__Task item__.
In the listing that follows, count the lines holding the word "Some" and report only that number.

__Raw data__.
>>
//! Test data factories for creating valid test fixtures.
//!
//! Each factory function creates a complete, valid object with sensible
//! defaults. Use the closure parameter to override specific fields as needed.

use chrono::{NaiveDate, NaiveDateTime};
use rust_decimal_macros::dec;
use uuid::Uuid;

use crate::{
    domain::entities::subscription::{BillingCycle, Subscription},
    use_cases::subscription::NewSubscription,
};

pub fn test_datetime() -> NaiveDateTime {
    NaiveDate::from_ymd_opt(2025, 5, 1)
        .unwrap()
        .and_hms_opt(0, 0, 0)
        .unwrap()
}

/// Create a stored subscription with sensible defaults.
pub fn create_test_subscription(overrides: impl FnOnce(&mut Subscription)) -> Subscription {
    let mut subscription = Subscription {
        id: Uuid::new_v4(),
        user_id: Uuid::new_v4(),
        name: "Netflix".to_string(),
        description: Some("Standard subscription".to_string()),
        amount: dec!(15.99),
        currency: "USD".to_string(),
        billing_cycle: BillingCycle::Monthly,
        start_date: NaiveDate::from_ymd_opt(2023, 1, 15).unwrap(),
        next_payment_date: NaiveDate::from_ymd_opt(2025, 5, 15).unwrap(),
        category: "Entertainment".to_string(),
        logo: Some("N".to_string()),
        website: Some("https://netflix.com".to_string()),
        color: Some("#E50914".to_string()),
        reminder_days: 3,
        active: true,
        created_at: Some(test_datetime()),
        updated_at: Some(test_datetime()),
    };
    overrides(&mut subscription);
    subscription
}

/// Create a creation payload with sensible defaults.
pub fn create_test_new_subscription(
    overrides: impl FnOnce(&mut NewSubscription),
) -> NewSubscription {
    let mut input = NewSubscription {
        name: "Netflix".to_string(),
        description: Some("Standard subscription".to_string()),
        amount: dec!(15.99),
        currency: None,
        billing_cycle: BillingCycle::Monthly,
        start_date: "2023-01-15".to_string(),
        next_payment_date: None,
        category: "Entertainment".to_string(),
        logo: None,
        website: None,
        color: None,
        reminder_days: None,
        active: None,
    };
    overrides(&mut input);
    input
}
<<
__Response__.
7